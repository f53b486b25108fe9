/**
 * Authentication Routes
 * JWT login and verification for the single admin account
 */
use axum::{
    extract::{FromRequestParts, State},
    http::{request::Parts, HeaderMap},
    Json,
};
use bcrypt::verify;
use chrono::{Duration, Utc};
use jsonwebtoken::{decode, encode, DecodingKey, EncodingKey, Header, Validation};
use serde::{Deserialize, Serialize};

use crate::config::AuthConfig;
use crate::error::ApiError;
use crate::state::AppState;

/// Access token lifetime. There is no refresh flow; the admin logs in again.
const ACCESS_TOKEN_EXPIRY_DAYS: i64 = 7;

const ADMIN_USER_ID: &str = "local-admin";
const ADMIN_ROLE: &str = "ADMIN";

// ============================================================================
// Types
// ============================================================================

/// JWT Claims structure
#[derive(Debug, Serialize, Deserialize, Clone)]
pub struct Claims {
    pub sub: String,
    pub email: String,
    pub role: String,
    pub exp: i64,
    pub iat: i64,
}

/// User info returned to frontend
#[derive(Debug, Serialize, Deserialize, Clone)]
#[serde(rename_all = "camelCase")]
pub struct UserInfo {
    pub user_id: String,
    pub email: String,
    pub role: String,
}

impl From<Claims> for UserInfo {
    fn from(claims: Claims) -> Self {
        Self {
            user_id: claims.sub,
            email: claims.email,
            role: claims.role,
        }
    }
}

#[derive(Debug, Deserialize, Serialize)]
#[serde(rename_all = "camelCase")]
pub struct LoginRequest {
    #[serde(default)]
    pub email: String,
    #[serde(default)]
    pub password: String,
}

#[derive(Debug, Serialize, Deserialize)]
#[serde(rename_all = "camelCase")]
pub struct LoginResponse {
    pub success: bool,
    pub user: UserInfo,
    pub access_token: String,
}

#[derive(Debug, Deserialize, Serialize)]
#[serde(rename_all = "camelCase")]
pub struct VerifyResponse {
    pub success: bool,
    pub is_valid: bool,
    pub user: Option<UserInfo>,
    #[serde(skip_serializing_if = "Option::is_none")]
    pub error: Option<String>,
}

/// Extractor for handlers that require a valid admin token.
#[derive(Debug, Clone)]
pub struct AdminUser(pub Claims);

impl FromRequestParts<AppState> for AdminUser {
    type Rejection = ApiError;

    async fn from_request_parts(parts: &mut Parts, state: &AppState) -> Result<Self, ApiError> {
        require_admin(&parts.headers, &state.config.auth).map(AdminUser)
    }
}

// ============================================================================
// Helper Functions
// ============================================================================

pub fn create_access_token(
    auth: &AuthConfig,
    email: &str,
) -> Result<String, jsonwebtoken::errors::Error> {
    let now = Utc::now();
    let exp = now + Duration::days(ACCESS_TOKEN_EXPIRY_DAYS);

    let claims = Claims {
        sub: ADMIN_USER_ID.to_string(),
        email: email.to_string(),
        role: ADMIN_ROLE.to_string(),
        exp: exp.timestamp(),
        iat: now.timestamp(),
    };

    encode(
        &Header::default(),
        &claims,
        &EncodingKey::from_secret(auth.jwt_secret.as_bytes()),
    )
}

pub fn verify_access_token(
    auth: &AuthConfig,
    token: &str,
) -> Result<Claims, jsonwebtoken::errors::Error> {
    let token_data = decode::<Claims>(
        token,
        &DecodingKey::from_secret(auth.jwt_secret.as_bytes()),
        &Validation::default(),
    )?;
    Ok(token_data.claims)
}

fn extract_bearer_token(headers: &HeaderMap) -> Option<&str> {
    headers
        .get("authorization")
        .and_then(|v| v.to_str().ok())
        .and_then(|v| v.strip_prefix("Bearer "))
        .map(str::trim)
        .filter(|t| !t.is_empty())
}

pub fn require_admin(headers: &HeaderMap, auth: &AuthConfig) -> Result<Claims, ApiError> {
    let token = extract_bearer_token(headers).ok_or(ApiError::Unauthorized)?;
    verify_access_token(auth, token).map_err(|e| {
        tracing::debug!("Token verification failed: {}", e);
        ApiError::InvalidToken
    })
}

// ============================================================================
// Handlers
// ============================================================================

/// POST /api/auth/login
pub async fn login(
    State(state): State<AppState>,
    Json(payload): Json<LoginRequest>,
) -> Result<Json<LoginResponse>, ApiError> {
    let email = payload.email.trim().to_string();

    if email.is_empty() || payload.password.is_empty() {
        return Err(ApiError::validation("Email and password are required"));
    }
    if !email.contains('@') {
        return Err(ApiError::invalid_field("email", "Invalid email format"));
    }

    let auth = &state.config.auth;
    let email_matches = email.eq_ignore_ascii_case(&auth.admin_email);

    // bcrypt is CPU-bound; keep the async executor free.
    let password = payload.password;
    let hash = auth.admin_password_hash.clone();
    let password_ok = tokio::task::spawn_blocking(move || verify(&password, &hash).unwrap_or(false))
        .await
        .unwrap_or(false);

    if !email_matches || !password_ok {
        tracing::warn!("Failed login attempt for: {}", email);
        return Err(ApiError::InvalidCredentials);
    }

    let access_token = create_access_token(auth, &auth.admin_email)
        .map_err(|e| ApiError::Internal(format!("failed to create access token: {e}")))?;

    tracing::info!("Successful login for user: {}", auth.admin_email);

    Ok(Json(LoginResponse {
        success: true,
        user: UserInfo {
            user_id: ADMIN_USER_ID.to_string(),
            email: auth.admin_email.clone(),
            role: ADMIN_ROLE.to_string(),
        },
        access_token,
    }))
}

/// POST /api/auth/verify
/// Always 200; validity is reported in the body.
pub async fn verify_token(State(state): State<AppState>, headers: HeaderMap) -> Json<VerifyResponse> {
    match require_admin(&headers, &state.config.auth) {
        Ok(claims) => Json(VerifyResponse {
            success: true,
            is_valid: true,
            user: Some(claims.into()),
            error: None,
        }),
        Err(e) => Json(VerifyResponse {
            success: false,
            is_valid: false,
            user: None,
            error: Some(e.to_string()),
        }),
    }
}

————

Description of the task:
The response must give every line from the material above that holds the string "ApiError".

Solution for this problem:
use crate::error::ApiError;
    type Rejection = ApiError;
    async fn from_request_parts(parts: &mut Parts, state: &AppState) -> Result<Self, ApiError> {
pub fn require_admin(headers: &HeaderMap, auth: &AuthConfig) -> Result<Claims, ApiError> {
    let token = extract_bearer_token(headers).ok_or(ApiError::Unauthorized)?;
        ApiError::InvalidToken
) -> Result<Json<LoginResponse>, ApiError> {
        return Err(ApiError::validation("Email and password are required"));
        return Err(ApiError::invalid_field("email", "Invalid email format"));
        return Err(ApiError::InvalidCredentials);
        .map_err(|e| ApiError::Internal(format!("failed to create access token: {e}")))?;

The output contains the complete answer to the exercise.